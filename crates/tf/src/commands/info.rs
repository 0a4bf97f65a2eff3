//! `tf info` -- where things live and the effective configuration.

use anyhow::{Context, Result};
use trunkflight_ui::styles::render_header;

use crate::context::RuntimeContext;
use crate::output::output_json;

/// Execute the `tf info` command.
pub fn run(ctx: &RuntimeContext) -> Result<()> {
    if ctx.json {
        output_json(&serde_json::json!({
            "data_dir": ctx.data_dir,
            "database": ctx.db_path(),
            "config": ctx.config,
        }));
        return Ok(());
    }

    println!("{}", render_header("Locations"));
    println!("  data dir:  {}", ctx.data_dir.display());
    println!("  database:  {}", ctx.db_path().display());
    println!();
    println!("{}", render_header("Configuration"));
    let yaml = serde_yaml::to_string(&ctx.config).context("failed to render configuration")?;
    for line in yaml.lines() {
        println!("  {line}");
    }
    Ok(())
}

— DIRECTIONS —
Reproduce each line above exactly.

— ANSWER BOX —
filename crates/tf/src/commands/info.rs
repository 0a4bf97f65a2eff3
//! `tf info` -- where things live and the effective configuration.

use anyhow::{Context, Result};
use trunkflight_ui::styles::render_header;

use crate::context::RuntimeContext;
use crate::output::output_json;

/// Execute the `tf info` command.
pub fn run(ctx: &RuntimeContext) -> Result<()> {
    if ctx.json {
        output_json(&serde_json::json!({
            "data_dir": ctx.data_dir,
            "database": ctx.db_path(),
            "config": ctx.config,
        }));
        return Ok(());
    }

    println!("{}", render_header("Locations"));
    println!("  data dir:  {}", ctx.data_dir.display());
    println!("  database:  {}", ctx.db_path().display());
    println!();
    println!("{}", render_header("Configuration"));
    let yaml = serde_yaml::to_string(&ctx.config).context("failed to render configuration")?;
    for line in yaml.lines() {
        println!("  {line}");
    }
    Ok(())
}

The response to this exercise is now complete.